» Saved data entries:
______________________________

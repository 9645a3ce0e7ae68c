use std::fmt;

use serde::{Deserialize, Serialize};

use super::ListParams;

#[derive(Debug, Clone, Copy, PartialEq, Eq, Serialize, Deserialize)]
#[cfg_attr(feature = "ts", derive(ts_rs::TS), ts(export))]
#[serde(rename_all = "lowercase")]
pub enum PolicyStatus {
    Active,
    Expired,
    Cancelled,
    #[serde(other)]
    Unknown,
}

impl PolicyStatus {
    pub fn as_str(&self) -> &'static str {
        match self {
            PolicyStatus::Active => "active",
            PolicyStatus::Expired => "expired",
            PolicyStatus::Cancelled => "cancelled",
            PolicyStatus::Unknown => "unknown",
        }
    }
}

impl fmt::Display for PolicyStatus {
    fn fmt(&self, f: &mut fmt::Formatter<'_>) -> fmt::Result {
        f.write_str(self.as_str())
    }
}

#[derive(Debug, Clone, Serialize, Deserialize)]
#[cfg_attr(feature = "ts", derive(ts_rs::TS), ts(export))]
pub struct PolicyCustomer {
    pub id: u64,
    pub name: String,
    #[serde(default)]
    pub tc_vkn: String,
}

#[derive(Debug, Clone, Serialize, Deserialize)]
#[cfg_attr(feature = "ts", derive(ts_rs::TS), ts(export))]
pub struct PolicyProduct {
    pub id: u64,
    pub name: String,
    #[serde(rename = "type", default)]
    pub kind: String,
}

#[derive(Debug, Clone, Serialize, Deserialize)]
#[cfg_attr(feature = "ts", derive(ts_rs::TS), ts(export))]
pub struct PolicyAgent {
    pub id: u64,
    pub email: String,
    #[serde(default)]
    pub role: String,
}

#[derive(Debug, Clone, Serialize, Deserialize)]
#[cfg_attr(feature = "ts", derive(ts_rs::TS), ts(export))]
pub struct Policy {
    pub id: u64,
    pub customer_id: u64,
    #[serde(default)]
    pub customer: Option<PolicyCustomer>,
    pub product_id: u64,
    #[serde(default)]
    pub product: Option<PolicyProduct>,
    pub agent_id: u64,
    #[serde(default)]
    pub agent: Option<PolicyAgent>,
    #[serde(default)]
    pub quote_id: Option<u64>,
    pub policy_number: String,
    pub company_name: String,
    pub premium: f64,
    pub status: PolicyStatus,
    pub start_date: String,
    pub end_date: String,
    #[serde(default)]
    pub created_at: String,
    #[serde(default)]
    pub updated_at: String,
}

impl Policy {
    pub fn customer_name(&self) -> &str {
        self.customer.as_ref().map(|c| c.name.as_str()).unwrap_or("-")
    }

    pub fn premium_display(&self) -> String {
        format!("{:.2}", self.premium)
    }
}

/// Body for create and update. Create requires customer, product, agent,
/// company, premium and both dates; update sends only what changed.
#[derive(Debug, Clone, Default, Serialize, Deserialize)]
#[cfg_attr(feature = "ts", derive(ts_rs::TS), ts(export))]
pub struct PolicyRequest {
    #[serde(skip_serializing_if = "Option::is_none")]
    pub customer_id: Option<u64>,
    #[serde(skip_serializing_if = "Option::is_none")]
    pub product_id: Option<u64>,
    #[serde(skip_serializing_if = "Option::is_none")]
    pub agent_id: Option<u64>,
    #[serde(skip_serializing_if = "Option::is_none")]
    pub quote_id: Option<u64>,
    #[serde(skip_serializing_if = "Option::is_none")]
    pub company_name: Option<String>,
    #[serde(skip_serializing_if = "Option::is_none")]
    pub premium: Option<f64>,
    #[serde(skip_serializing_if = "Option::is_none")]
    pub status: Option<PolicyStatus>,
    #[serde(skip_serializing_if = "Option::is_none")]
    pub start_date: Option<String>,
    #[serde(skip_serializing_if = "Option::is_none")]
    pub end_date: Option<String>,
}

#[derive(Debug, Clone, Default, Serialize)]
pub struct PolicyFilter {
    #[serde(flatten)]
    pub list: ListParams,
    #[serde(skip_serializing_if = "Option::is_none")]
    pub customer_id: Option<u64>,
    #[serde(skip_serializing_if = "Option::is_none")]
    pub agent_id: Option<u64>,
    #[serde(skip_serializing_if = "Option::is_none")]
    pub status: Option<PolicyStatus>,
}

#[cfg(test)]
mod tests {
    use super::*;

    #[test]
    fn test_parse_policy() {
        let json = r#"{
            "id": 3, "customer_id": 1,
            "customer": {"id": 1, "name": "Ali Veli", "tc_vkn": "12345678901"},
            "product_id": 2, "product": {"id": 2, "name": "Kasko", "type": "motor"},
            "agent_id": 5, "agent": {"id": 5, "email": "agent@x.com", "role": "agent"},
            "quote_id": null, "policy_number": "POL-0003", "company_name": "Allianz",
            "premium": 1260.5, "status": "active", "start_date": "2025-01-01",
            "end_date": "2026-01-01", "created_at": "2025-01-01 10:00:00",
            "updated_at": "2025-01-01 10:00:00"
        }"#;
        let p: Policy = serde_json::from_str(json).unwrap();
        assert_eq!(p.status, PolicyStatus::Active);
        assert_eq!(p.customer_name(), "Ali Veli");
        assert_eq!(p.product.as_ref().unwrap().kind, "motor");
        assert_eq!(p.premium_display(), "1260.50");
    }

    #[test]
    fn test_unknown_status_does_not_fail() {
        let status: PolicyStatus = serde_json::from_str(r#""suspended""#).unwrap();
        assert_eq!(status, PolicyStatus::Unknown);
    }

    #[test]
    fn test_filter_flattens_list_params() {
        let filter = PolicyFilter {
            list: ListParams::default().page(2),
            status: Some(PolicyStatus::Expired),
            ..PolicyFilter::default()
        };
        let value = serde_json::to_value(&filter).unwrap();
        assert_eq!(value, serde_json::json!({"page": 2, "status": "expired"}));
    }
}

______________________________

» YOUR TASK: If a line in the data above includes the string "type", copy it.

» ANSWER TO THE EXERCISE:
    #[serde(rename = "type", default)]
            "product_id": 2, "product": {"id": 2, "name": "Kasko", "type": "motor"},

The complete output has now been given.